Sure, Hollywood and various guilds will strongly resist but it'll require just a handful of streaming companies to pivot. Suddenly content creation costs for Netflix drops an order of magnitude. The economics of content creation will fundamentally change.

At the risk of being proven very wrong, I think replacing actors is still fairly distant in the future but again... humans are bad at conceptualizing exponential progress.


I strongly believe that AI will have massive impact on the film industry however it won't be because of a blackbox, text to video tool like Sora. VFX artists and studios still want a high level of control over the end product and unless it's very simple to tweak small details like the blur of an object in the background, or the particle physics of an explosion, then they wouldn't use it. What Hollywood needs are AI tools that can integrate with their existing workflows. I think Adobe is doing a pretty good job at this.


You're completely missing the point. Who cares what VFX artists and studios want if anyone with a small team can create high quality entertaining videos that millions of people would pay to watch? And if you think that's a bar too high for AI, then you haven't actually seen the quality of average videos and films generated these days.


I was specifically responding to this point which seemed to be the thesis of the parent commenter.

> I think we will see studios like ILM pivoting to AI in the near future. There's no need for 200 VFX artists when you can have 15 artists working with AI tooling

Yes this will bring the barrier to entry for small teams down significantly. However it's not going to replace the 200 people studios like ILM.

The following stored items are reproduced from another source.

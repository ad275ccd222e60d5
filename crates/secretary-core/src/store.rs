//! The `RecordStore` trait and supporting query types.
//!
//! The trait is implemented by storage backends (e.g.
//! `secretary-store-sqlite`). Higher layers (`secretary-agenda`,
//! `secretary-api`) depend on this abstraction, not on any concrete backend.
//! Every method hands back fully decoded [`Record`]s; nothing above this line
//! ever sees a raw row or a timestamp string.

use std::future::Future;

use chrono::NaiveDateTime;
use uuid::Uuid;

use crate::record::{NewRecord, Record, RecordKind, RecordStatus};

// ─── Query type ──────────────────────────────────────────────────────────────

/// Parameters for [`RecordStore::find_items_in_range`].
///
/// The window is half-open, `[from, until)`. Events are matched on
/// `start_at`, tasks on `due_at`; notes carry no timestamp and never match.
#[derive(Debug, Clone, PartialEq, Eq)]
pub struct RangeQuery {
  pub user_id: String,
  pub kind:    RecordKind,
  pub from:    NaiveDateTime,
  pub until:   NaiveDateTime,
}

// ─── Trait ───────────────────────────────────────────────────────────────────

/// Abstraction over a secretary record store backend.
///
/// All methods return `Send` futures so the trait can be used in multi-threaded
/// async runtimes (e.g. tokio with `axum`).
pub trait RecordStore: Send + Sync {
  type Error: std::error::Error + Send + Sync + 'static;

  // ── Writes ────────────────────────────────────────────────────────────

  /// Persist a new record and return it with its store-assigned fields.
  fn insert_record(
    &self,
    input: NewRecord,
  ) -> impl Future<Output = Result<Record, Self::Error>> + Send + '_;

  /// Change a record's status. Returns `false` if no such record exists.
  fn set_status(
    &self,
    id: Uuid,
    status: RecordStatus,
  ) -> impl Future<Output = Result<bool, Self::Error>> + Send + '_;

  // ── Reads ─────────────────────────────────────────────────────────────

  /// Retrieve a record by id. Returns `None` if not found.
  fn get_record(
    &self,
    id: Uuid,
  ) -> impl Future<Output = Result<Option<Record>, Self::Error>> + Send + '_;

  /// All of a user's active events that have a start time, in storage
  /// (insertion) order.
  fn find_active_events<'a>(
    &'a self,
    user_id: &'a str,
  ) -> impl Future<Output = Result<Vec<Record>, Self::Error>> + Send + 'a;

  /// Active events or tasks whose timestamp falls inside the query window,
  /// ordered by that timestamp.
  fn find_items_in_range<'a>(
    &'a self,
    query: &'a RangeQuery,
  ) -> impl Future<Output = Result<Vec<Record>, Self::Error>> + Send + 'a;

  /// Listing view for a single kind.
  ///
  /// Tasks: active only, earliest due first, undated last. Notes: newest
  /// first. Events: by start time.
  fn list_items<'a>(
    &'a self,
    user_id: &'a str,
    kind: RecordKind,
    limit: usize,
  ) -> impl Future<Output = Result<Vec<Record>, Self::Error>> + Send + 'a;

  /// Every user id that owns at least one record.
  fn list_user_ids(
    &self,
  ) -> impl Future<Output = Result<Vec<String>, Self::Error>> + Send + '_;

  // ── Reminder bookkeeping ──────────────────────────────────────────────

  /// Active events (or tasks) with a start (or due) time whose notification
  /// flag is still unset. `Note` yields nothing.
  fn pending_reminders(
    &self,
    kind: RecordKind,
  ) -> impl Future<Output = Result<Vec<Record>, Self::Error>> + Send + '_;

  /// Set the event or due notification flag for `id`.
  fn mark_notified(
    &self,
    id: Uuid,
    kind: RecordKind,
  ) -> impl Future<Output = Result<(), Self::Error>> + Send + '_;
}
//! Server configuration, deserialised from `config.toml` and `SECRETARY_*`
//! environment variables.

use std::path::{Path, PathBuf};

use chrono::{NaiveTime, TimeDelta};
use secretary_agenda::ReminderPolicy;
use serde::Deserialize;
use tracing::warn;

#[derive(Debug, Clone, Deserialize)]
#[serde(default)]
pub struct ServerConfig {
  pub host:       String,
  pub port:       u16,
  pub store_path: PathBuf,
  pub reminders:  ReminderConfig,
}

impl Default for ServerConfig {
  fn default() -> Self {
    Self {
      host:       "127.0.0.1".to_owned(),
      port:       8080,
      store_path: PathBuf::from("secretary.db"),
      reminders:  ReminderConfig::default(),
    }
  }
}

/// Reminder and digest settings. Every notification is off unless
/// configured.
#[derive(Debug, Clone, Deserialize)]
#[serde(default)]
pub struct ReminderConfig {
  pub poll_interval_secs: u64,
  pub event_lead_minutes: Option<i64>,
  pub task_lead_minutes:  Option<i64>,
  /// `HH:MM`, local time.
  pub digest_time:        Option<String>,
}

impl Default for ReminderConfig {
  fn default() -> Self {
    Self {
      poll_interval_secs: 60,
      event_lead_minutes: None,
      task_lead_minutes:  None,
      digest_time:        None,
    }
  }
}

impl ReminderConfig {
  /// Resolve into a [`ReminderPolicy`]. Negative leads and a malformed
  /// digest time disable the corresponding notification.
  pub fn policy(&self) -> ReminderPolicy {
    ReminderPolicy {
      event_lead: lead(self.event_lead_minutes),
      task_lead:  lead(self.task_lead_minutes),
      digest_at:  self.digest_time.as_deref().and_then(parse_digest_time),
    }
  }
}

fn lead(minutes: Option<i64>) -> Option<TimeDelta> {
  minutes
    .filter(|m| *m >= 0)
    .and_then(TimeDelta::try_minutes)
}

fn parse_digest_time(raw: &str) -> Option<NaiveTime> {
  let raw = raw.trim();
  if raw.is_empty() {
    return None;
  }
  match NaiveTime::parse_from_str(raw, "%H:%M") {
    Ok(time) => Some(time),
    Err(e) => {
      warn!(digest_time = raw, error = %e, "malformed digest time; digest disabled");
      None
    }
  }
}

/// Expand a leading `~` to the user's home directory.
pub fn expand_tilde(path: &Path) -> PathBuf {
  let s = path.to_string_lossy();
  if let Some(rest) = s.strip_prefix("~/")
    && let Ok(home) = std::env::var("HOME")
  {
    return PathBuf::from(home).join(rest);
  }
  path.to_path_buf()
}

#[cfg(test)]
mod tests {
  use super::*;

  fn from_toml(text: &str) -> ServerConfig {
    config::Config::builder()
      .add_source(config::File::from_str(text, config::FileFormat::Toml))
      .build()
      .unwrap()
      .try_deserialize()
      .unwrap()
  }

  #[test]
  fn empty_file_uses_defaults() {
    let cfg = from_toml("");
    assert_eq!(cfg.port, 8080);
    assert_eq!(cfg.reminders.poll_interval_secs, 60);
    assert_eq!(cfg.reminders.policy(), ReminderPolicy::default());
  }

  #[test]
  fn reminders_section_resolves_to_policy() {
    let cfg = from_toml(
      r#"
        port = 9000
        [reminders]
        event_lead_minutes = 15
        task_lead_minutes = 60
        digest_time = "08:30"
      "#,
    );
    assert_eq!(cfg.port, 9000);
    assert_eq!(
      cfg.reminders.policy(),
      ReminderPolicy {
        event_lead: Some(TimeDelta::minutes(15)),
        task_lead:  Some(TimeDelta::minutes(60)),
        digest_at:  NaiveTime::from_hms_opt(8, 30, 0),
      }
    );
  }

  #[test]
  fn bad_values_disable_notifications() {
    let cfg = ReminderConfig {
      event_lead_minutes: Some(-5),
      digest_time: Some("8h".to_owned()),
      ..Default::default()
    };
    assert_eq!(cfg.policy(), ReminderPolicy::default());
  }

  #[test]
  fn tilde_is_expanded_only_at_the_start() {
    let plain = Path::new("/var/lib/secretary.db");
    assert_eq!(expand_tilde(plain), plain);
    let odd = Path::new("data/~/x.db");
    assert_eq!(expand_tilde(odd), odd);
  }
}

I believe this to be a failure of imagination. You're assuming Sora stays like this. Reality is we are on an exponential and it's just a matter of time. ILM will be the last to go but it'll eventually go, in the sense of having less humans needed to create the same output.


I think it's fair to be impressed with Sora as the next stage of AI video, yet not be too surprised or consider it some insurmountable leap from the public pieces we've seen of AI video up to this point. We've always been just a couple papers away, seeking a good consistency modelling step - now we've got it. Amazing and viscerally chilling - seeing the net effect - but let's not be intimidated so easily or prop these guys up as gods just for being a bit ahead of the obviously-accelerating curve. Anyone tracking this stuff had a very strong prediction of good AI video within a year - two max. This was a context size increase and overall impressive quality pass reaching a new milestone, but the bones were there.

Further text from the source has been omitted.